La abstracción y la figuración confluyen en la obra del artista, donde se advierte una tensión constante entre la creación y la destrucción. El pintor derrama pintura sobre la tela desde una altura de ocho o diez metros, provocando una explosión que le incita a iniciar un verdadero combate con la ayuda de una enorme espátula. Poco a poco los lienzos irán adquiriendo cuerpo a medida que el autor incorpora cenizas, paja, resinas, plomo fundido y oro. Una escalera dorada marca el ascenso desde una laguna pantanosa hacia la victoria y el cielo. Pero la escalera es estrecha y tambaleante. “Quizá la historia sea más artificial que real, una disputa perpetua, y quizá la gloria veneciana no fue tan inmutable e universal como querían pensar los dux”, apunta Siren en uno de los textos del catálogo que acompañan a la muestra.

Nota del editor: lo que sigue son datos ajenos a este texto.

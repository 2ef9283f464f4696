//! This module is responsible for generating all visualizations from catalog data.

use anyhow::Result;
use pharmaflow_core::aggregate::{self, CategoryStats, Comparison};
use pharmaflow_core::catalog::ProcessCatalog;
use pharmaflow_core::layout;
use pharmaflow_schemas::process::ProcessDefinition;
use plotters::coord::ranged1d::SegmentValue;
use plotters::prelude::*;

/// Generates and saves all charts for a single process drill-down.
pub fn render_show_charts(output_dir: &str, definition: &ProcessDefinition) -> Result<()> {
    println!("[Plotting] Generating charts for '{}'...", definition.name);

    plot_parameter_classes(output_dir, definition)?;
    plot_equipment_classes(output_dir, definition)?;
    plot_process_flow(output_dir, definition)?;

    println!("[Plotting] Charts have been saved to '{}'.", output_dir);
    Ok(())
}

/// Generates and saves all charts for a side-by-side comparison.
pub fn render_comparison_charts(output_dir: &str, comparison: &Comparison) -> Result<()> {
    println!("[Plotting] Generating comparison charts...");

    if comparison.rows.is_empty() {
        println!("[Plotting] Warning: No data to plot.");
        return Ok(());
    }

    plot_step_counts(output_dir, comparison)?;
    plot_complexity(output_dir, comparison)?;

    println!("[Plotting] Comparison charts have been saved to '{}'.", output_dir);
    Ok(())
}

/// Generates and saves all charts for the catalog-wide overview.
pub fn render_overview_charts(
    output_dir: &str,
    ordered: &[(String, CategoryStats)],
    catalog: &ProcessCatalog,
) -> Result<()> {
    println!("[Plotting] Generating overview charts...");

    if ordered.is_empty() {
        println!("[Plotting] Warning: No data to plot.");
        return Ok(());
    }

    plot_category_steps(output_dir, ordered)?;
    plot_equipment_demand(output_dir, catalog)?;

    println!("[Plotting] Overview charts have been saved to '{}'.", output_dir);
    Ok(())
}

/// Turns a segmented axis position back into the label it stands for.
fn segment_label(value: &SegmentValue<usize>, labels: &[String]) -> String {
    let index = match value {
        SegmentValue::Exact(i) | SegmentValue::CenterOf(i) => *i,
        SegmentValue::Last => return String::new(),
    };
    labels.get(index).cloned().unwrap_or_default()
}

/// Generates a pie chart of the critical parameters grouped by class.
fn plot_parameter_classes(output_dir: &str, definition: &ProcessDefinition) -> Result<()> {
    let path = format!("{}/1_parameter_classes.png", output_dir);
    let root = BitMapBackend::new(&path, (768, 768)).into_drawing_area();
    root.fill(&WHITE)?;
    root.titled("Critical Parameters by Class", ("sans-serif", 40))?;

    let distribution = aggregate::parameter_class_distribution(definition);
    if distribution.is_empty() {
        println!(
            "[Plotting] Warning: '{}' has no critical parameters to chart.",
            definition.name
        );
        return Ok(());
    }

    let sizes: Vec<f64> = distribution.iter().map(|(_, count)| *count as f64).collect();
    let labels: Vec<String> = distribution
        .iter()
        .map(|(class, count)| format!("{} ({})", class, count))
        .collect();

    let palette = [
        RGBColor(70, 130, 180),
        RGBColor(60, 179, 113),
        RGBColor(218, 165, 32),
        RGBColor(205, 92, 92),
        RGBColor(123, 104, 238),
    ];
    let colors: Vec<RGBColor> = (0..sizes.len()).map(|i| palette[i % palette.len()]).collect();

    let dims = root.dim_in_pixel();
    let center = (dims.0 as i32 / 2, dims.1 as i32 / 2);
    let radius = 240.0;

    let mut pie = Pie::new(&center, &radius, &sizes, &colors, &labels);
    pie.start_angle(-90.0);
    pie.label_style(("sans-serif", 20).into_font());
    pie.percentages(("sans-serif", 16).into_font().color(&WHITE));
    root.draw(&pie)?;

    root.present()?;
    Ok(())
}

/// Generates a bar chart of the distinct equipment grouped by class.
fn plot_equipment_classes(output_dir: &str, definition: &ProcessDefinition) -> Result<()> {
    let path = format!("{}/2_equipment_classes.png", output_dir);
    let root = BitMapBackend::new(&path, (1024, 768)).into_drawing_area();
    root.fill(&WHITE)?;

    let distribution = aggregate::equipment_class_distribution([definition]);
    if distribution.is_empty() {
        println!(
            "[Plotting] Warning: '{}' has no equipment to chart.",
            definition.name
        );
        return Ok(());
    }

    let labels: Vec<String> = distribution.iter().map(|(class, _)| class.to_string()).collect();
    let max_count = distribution.iter().map(|(_, count)| *count).max().unwrap_or(1);

    let mut chart = ChartBuilder::on(&root)
        .caption(
            format!("Equipment by Class: {}", definition.name),
            ("sans-serif", 40).into_font(),
        )
        .margin(10)
        .x_label_area_size(60)
        .y_label_area_size(50)
        .build_cartesian_2d((0..labels.len()).into_segmented(), 0u32..max_count as u32 + 1)?;

    chart
        .configure_mesh()
        .disable_x_mesh()
        .x_labels(labels.len() + 1)
        .x_label_formatter(&|segment| segment_label(segment, &labels))
        .x_desc("Equipment class")
        .y_desc("Equipment mentions across steps")
        .draw()?;

    chart.draw_series(
        Histogram::vertical(&chart)
            .style(RGBColor(70, 130, 180).filled())
            .margin(25)
            .data(distribution.iter().enumerate().map(|(i, (_, count))| (i, *count as u32))),
    )?;

    root.present()?;
    Ok(())
}

/// Generates a flowchart of the process steps in execution order.
fn plot_process_flow(output_dir: &str, definition: &ProcessDefinition) -> Result<()> {
    let path = format!("{}/3_process_flow.png", output_dir);
    let root_area = BitMapBackend::new(&path, (1920, 400)).into_drawing_area();
    root_area.fill(&WHITE)?;
    let title = format!("Process Flow: {}", definition.name);
    root_area.titled(&title, ("sans-serif", 40))?;

    let drawing_area = root_area.margin(60, 20, 20, 20);

    let step_names: Vec<&str> = definition.steps.iter().map(|s| s.name.as_str()).collect();
    let diagram = layout::layout(&step_names);

    let (width, height) = drawing_area.dim_in_pixel();
    let x_margin = 120;
    let usable_width = width as i32 - 2 * x_margin;
    let to_pixels = |x: f64, y: f64| -> (i32, i32) {
        (
            x_margin + (x * usable_width as f64) as i32,
            (y * height as f64) as i32,
        )
    };

    let node_half_width = 12;
    let node_half_height = 12;

    for edge in &diagram.edges {
        let from = to_pixels(diagram.nodes[edge.from].x, diagram.nodes[edge.from].y);
        let to = to_pixels(diagram.nodes[edge.to].x, diagram.nodes[edge.to].y);
        drawing_area.draw(&PathElement::new(vec![from, to], BLACK.stroke_width(2)))?;

        let (mid_x, mid_y) = to_pixels(edge.midpoint.0, edge.midpoint.1);
        let arrowhead_size = 10;
        let arrowhead_points = vec![
            (mid_x + arrowhead_size / 2, mid_y),
            (mid_x - arrowhead_size / 2, mid_y - arrowhead_size / 2),
            (mid_x - arrowhead_size / 2, mid_y + arrowhead_size / 2),
        ];
        drawing_area.draw(&Polygon::new(arrowhead_points, BLACK.filled()))?;
    }

    let node_color = RGBColor(70, 130, 180);
    let style = ShapeStyle { color: node_color.into(), filled: true, stroke_width: 2 };
    let text_style = TextStyle::from(("sans-serif", 14).into_font());

    for node in &diagram.nodes {
        let (cx, cy) = to_pixels(node.x, node.y);
        drawing_area.draw(&Rectangle::new(
            [
                (cx - node_half_width, cy - node_half_height),
                (cx + node_half_width, cy + node_half_height),
            ],
            style,
        ))?;

        let caption = format!("{}. {}", node.ordinal, node.name);
        let (text_width, _) = drawing_area.estimate_text_size(&caption, &text_style)?;
        // Alternate the captions above and below the lane so neighbors stay apart.
        let text_y = if node.ordinal % 2 == 0 {
            cy + node_half_height + 10
        } else {
            cy - node_half_height - 24
        };
        drawing_area.draw_text(&caption, &text_style, (cx - text_width as i32 / 2, text_y))?;
    }

    root_area.present()?;
    Ok(())
}

/// Generates a bar chart of step counts for the compared products.
fn plot_step_counts(output_dir: &str, comparison: &Comparison) -> Result<()> {
    let path = format!("{}/1_step_counts.png", output_dir);
    let root = BitMapBackend::new(&path, (1024, 768)).into_drawing_area();
    root.fill(&WHITE)?;

    let labels: Vec<String> = comparison.rows.iter().map(|row| row.product.clone()).collect();
    let max_steps = comparison.rows.iter().map(|row| row.step_count).max().unwrap_or(1);

    let mut chart = ChartBuilder::on(&root)
        .caption("Step Counts", ("sans-serif", 40).into_font())
        .margin(10)
        .x_label_area_size(60)
        .y_label_area_size(50)
        .build_cartesian_2d((0..labels.len()).into_segmented(), 0u32..max_steps as u32 + 2)?;

    chart
        .configure_mesh()
        .disable_x_mesh()
        .x_labels(labels.len() + 1)
        .x_label_formatter(&|segment| segment_label(segment, &labels))
        .x_desc("Product")
        .y_desc("Steps")
        .draw()?;

    chart.draw_series(
        Histogram::vertical(&chart)
            .style(RGBColor(70, 130, 180).filled())
            .margin(25)
            .data(comparison.rows.iter().enumerate().map(|(i, row)| (i, row.step_count as u32))),
    )?;

    root.present()?;
    Ok(())
}

/// Generates a scatter chart of parameter load against equipment load,
/// with marker size tracking the number of steps.
fn plot_complexity(output_dir: &str, comparison: &Comparison) -> Result<()> {
    let path = format!("{}/2_complexity.png", output_dir);
    let root = BitMapBackend::new(&path, (1024, 768)).into_drawing_area();
    root.fill(&WHITE)?;

    let max_params = comparison
        .rows
        .iter()
        .map(|row| row.critical_parameter_count)
        .max()
        .unwrap_or(1);
    let max_equipment = comparison
        .rows
        .iter()
        .map(|row| row.distinct_equipment_count)
        .max()
        .unwrap_or(1);

    let mut chart = ChartBuilder::on(&root)
        .caption("Process Complexity", ("sans-serif", 40).into_font())
        .margin(10)
        .x_label_area_size(40)
        .y_label_area_size(50)
        .build_cartesian_2d(0u32..max_params as u32 + 5, 0u32..max_equipment as u32 + 3)?;

    chart
        .configure_mesh()
        .x_desc("Critical parameters")
        .y_desc("Distinct equipment")
        .draw()?;

    let colors = [RED, GREEN, BLUE, MAGENTA, CYAN, BLACK];

    for (i, row) in comparison.rows.iter().enumerate() {
        let color = colors[i % colors.len()].clone();
        let size = 4 + row.step_count as i32;

        chart
            .draw_series(std::iter::once(Circle::new(
                (
                    row.critical_parameter_count as u32,
                    row.distinct_equipment_count as u32,
                ),
                size,
                color.mix(0.7).filled(),
            )))?
            .label(row.product.clone())
            .legend(move |(x, y)| Circle::new((x, y), 5, color.filled()));
    }

    chart
        .configure_series_labels()
        .background_style(&WHITE.mix(0.8))
        .border_style(&BLACK)
        .draw()?;
    root.present()?;
    Ok(())
}

/// Generates a bar chart of mean step counts per category, with whiskers
/// spanning the minimum and maximum.
fn plot_category_steps(output_dir: &str, ordered: &[(String, CategoryStats)]) -> Result<()> {
    let path = format!("{}/1_category_steps.png", output_dir);
    let root = BitMapBackend::new(&path, (1280, 768)).into_drawing_area();
    root.fill(&WHITE)?;

    let labels: Vec<String> = ordered.iter().map(|(category, _)| category.clone()).collect();
    let max_steps = ordered.iter().map(|(_, stats)| stats.max_step_count).max().unwrap_or(1);

    let mut chart = ChartBuilder::on(&root)
        .caption("Step Counts by Category", ("sans-serif", 40).into_font())
        .margin(10)
        .x_label_area_size(60)
        .y_label_area_size(50)
        .build_cartesian_2d((0..labels.len()).into_segmented(), 0f64..max_steps as f64 * 1.2)?;

    chart
        .configure_mesh()
        .disable_x_mesh()
        .x_labels(labels.len() + 1)
        .x_label_formatter(&|segment| segment_label(segment, &labels))
        .x_desc("Category")
        .y_desc("Steps per process")
        .draw()?;

    chart.draw_series(
        Histogram::vertical(&chart)
            .style(RGBColor(70, 130, 180).mix(0.6).filled())
            .margin(25)
            .data(ordered.iter().enumerate().map(|(i, (_, stats))| (i, stats.mean_step_count))),
    )?;

    chart.draw_series(ordered.iter().enumerate().map(|(i, (_, stats))| {
        ErrorBar::new_vertical(
            SegmentValue::CenterOf(i),
            stats.min_step_count as f64,
            stats.mean_step_count,
            stats.max_step_count as f64,
            BLACK.stroke_width(2),
            12,
        )
    }))?;

    root.present()?;
    Ok(())
}

/// Generates a bar chart of equipment demand by class across the whole catalog.
fn plot_equipment_demand(output_dir: &str, catalog: &ProcessCatalog) -> Result<()> {
    let path = format!("{}/2_equipment_demand.png", output_dir);
    let root = BitMapBackend::new(&path, (1024, 768)).into_drawing_area();
    root.fill(&WHITE)?;

    let totals = aggregate::equipment_class_distribution(catalog.definitions());
    if totals.is_empty() {
        println!("[Plotting] Warning: No data to plot.");
        return Ok(());
    }

    let labels: Vec<String> = totals.iter().map(|(class, _)| class.to_string()).collect();
    let max_count = totals.iter().map(|(_, count)| *count).max().unwrap_or(1);

    let mut chart = ChartBuilder::on(&root)
        .caption("Equipment Demand by Class", ("sans-serif", 40).into_font())
        .margin(10)
        .x_label_area_size(60)
        .y_label_area_size(50)
        .build_cartesian_2d((0..labels.len()).into_segmented(), 0u32..max_count as u32 + 2)?;

    chart
        .configure_mesh()
        .disable_x_mesh()
        .x_labels(labels.len() + 1)
        .x_label_formatter(&|segment| segment_label(segment, &labels))
        .x_desc("Equipment class")
        .y_desc("Equipment mentions, catalog-wide")
        .draw()?;

    chart.draw_series(
        Histogram::vertical(&chart)
            .style(RGBColor(70, 130, 180).filled())
            .margin(25)
            .data(totals.iter().enumerate().map(|(i, (_, count))| (i, *count as u32))),
    )?;

    root.present()?;
    Ok(())
}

En otro lienzo, un ataúd de zinc vacío alude a las contiendas por las reliquias de San Marcos. Cerca, los carritos de la compra etiquetados con los nombres de los dux apuntan al intercambio entre oriente y occidente, una primitiva globalización. En la pared de enfrente, una flotilla de modelos de submarinos de la Segunda Guerra Mundial ―un motivo recurrente en el arte de Kiefer― navega en la dirección contraria. En la pared situada al norte, una pequeña Basílica de San Marcos aparece rodeada por un inmenso páramo de hielo donde resuena la incapacidad del hombre frente a las fuerzas cósmicas. Los uniformes, algunos del tamaño de un niño, están salpicados por manchas rojas y doradas. No lejos, el casco de un soldado desconocido nos recuerda a los muchos que han caído por la gloria de unos pocos.
El artista comenzó a trabajar en este proyecto hace tres años. Aún no había comenzado la pandemia. Hoy, su significado universal se ve reforzado cuando el reflejo de la violencia como un infortunio permanente se hace más papable. La historia, así como la guerra y su devastación, siempre ha estado presente en la obra de este pintor que nació en el sótano de un hospital bombardeado en Donaueschingen, un pueblo de la Selva Negra. A sus 77 años, Kiefer pertenece a una generación para quienes la historia reciente representa una pesadilla de la que tratan de escapar. Su obra ha sido siempre la suma de muchas capas, en las que se diluyen los mitos y se vuelven a ensamblar. Una simbiosis entre el ser y el tiempo. Un augurio, más que un recordatorio, donde el futuro se inventa con los escombros del pasado. “Lo nuevo surge solo de la recolección, y somos lo nuevo. Somos el futuro si podemos renunciar a él. Esto nos ofrece mucho alimento para pensar”, advierte el pintor parafraseando a Emo.